Work item
The answer must consist of every line in the data below that holds the word "PathBuf".

Material for this exercise
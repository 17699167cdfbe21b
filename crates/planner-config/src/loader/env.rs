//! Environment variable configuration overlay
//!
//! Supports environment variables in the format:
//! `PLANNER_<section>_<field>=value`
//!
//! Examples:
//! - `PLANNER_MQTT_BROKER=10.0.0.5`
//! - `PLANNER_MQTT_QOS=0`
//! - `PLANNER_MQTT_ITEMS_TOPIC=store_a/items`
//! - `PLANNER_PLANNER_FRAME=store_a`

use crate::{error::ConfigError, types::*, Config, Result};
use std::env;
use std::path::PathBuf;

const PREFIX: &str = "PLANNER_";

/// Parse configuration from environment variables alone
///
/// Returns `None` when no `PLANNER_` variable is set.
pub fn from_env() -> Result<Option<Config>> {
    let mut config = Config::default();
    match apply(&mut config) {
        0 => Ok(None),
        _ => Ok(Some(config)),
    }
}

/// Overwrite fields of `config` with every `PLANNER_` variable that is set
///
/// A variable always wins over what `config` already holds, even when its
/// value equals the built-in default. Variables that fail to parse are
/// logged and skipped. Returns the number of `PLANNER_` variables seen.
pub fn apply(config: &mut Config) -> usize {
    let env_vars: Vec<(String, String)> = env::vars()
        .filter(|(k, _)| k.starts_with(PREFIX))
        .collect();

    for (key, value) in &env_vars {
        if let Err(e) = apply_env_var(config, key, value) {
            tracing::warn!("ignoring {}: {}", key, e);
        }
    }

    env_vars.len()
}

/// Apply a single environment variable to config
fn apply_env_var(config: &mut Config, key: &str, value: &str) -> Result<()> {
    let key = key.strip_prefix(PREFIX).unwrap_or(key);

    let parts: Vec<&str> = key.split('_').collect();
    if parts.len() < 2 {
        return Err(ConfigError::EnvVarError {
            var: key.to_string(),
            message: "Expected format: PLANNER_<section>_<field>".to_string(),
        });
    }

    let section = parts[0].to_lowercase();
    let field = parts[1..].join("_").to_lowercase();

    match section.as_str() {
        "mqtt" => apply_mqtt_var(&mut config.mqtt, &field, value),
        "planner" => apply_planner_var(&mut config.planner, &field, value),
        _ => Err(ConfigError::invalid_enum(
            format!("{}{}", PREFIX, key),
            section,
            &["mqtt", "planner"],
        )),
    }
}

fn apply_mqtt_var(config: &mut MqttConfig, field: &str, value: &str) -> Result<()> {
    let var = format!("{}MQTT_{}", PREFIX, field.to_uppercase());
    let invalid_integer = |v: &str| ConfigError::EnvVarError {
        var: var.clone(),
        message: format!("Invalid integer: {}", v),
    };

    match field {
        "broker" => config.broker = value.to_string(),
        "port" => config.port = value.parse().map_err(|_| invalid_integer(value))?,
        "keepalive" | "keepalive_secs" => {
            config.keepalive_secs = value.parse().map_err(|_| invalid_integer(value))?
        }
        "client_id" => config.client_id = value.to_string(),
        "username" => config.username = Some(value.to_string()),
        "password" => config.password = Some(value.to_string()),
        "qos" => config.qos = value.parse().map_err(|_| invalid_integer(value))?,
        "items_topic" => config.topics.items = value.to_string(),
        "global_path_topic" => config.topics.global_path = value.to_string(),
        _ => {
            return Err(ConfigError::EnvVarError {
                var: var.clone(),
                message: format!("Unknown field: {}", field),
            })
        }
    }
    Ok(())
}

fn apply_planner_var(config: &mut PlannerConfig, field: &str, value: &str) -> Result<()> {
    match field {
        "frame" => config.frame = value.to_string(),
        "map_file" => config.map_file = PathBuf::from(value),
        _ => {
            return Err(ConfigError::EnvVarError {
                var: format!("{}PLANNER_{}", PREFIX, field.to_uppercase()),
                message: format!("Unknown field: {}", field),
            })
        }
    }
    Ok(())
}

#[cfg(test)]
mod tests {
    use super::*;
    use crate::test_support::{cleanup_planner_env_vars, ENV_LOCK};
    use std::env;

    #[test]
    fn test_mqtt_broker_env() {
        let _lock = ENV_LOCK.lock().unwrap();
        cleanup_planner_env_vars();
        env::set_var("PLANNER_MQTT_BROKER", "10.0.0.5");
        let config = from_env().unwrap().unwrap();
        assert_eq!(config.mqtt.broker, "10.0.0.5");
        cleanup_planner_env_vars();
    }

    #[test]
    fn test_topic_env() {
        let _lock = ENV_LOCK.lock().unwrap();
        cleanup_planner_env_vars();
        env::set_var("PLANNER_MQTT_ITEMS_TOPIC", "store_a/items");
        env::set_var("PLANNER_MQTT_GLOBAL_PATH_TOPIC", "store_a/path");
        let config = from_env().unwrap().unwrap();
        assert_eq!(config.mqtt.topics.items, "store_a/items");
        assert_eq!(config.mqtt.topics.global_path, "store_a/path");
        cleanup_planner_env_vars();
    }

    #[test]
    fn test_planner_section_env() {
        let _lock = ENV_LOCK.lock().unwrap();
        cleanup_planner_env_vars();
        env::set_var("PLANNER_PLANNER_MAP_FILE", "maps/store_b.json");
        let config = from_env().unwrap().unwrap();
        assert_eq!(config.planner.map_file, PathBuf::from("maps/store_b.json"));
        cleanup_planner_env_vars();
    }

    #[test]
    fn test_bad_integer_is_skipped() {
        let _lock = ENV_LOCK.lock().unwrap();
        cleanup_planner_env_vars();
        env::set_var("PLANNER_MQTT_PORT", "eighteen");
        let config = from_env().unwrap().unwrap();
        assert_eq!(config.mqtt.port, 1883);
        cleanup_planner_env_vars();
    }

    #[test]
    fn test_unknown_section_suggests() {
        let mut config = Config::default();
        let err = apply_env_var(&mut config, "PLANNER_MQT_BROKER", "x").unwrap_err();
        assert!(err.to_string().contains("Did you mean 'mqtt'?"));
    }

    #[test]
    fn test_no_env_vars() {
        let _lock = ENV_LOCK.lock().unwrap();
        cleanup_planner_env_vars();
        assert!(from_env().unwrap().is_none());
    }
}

Completed exercise
use std::path::PathBuf;
        "map_file" => config.map_file = PathBuf::from(value),
        assert_eq!(config.planner.map_file, PathBuf::from("maps/store_b.json"));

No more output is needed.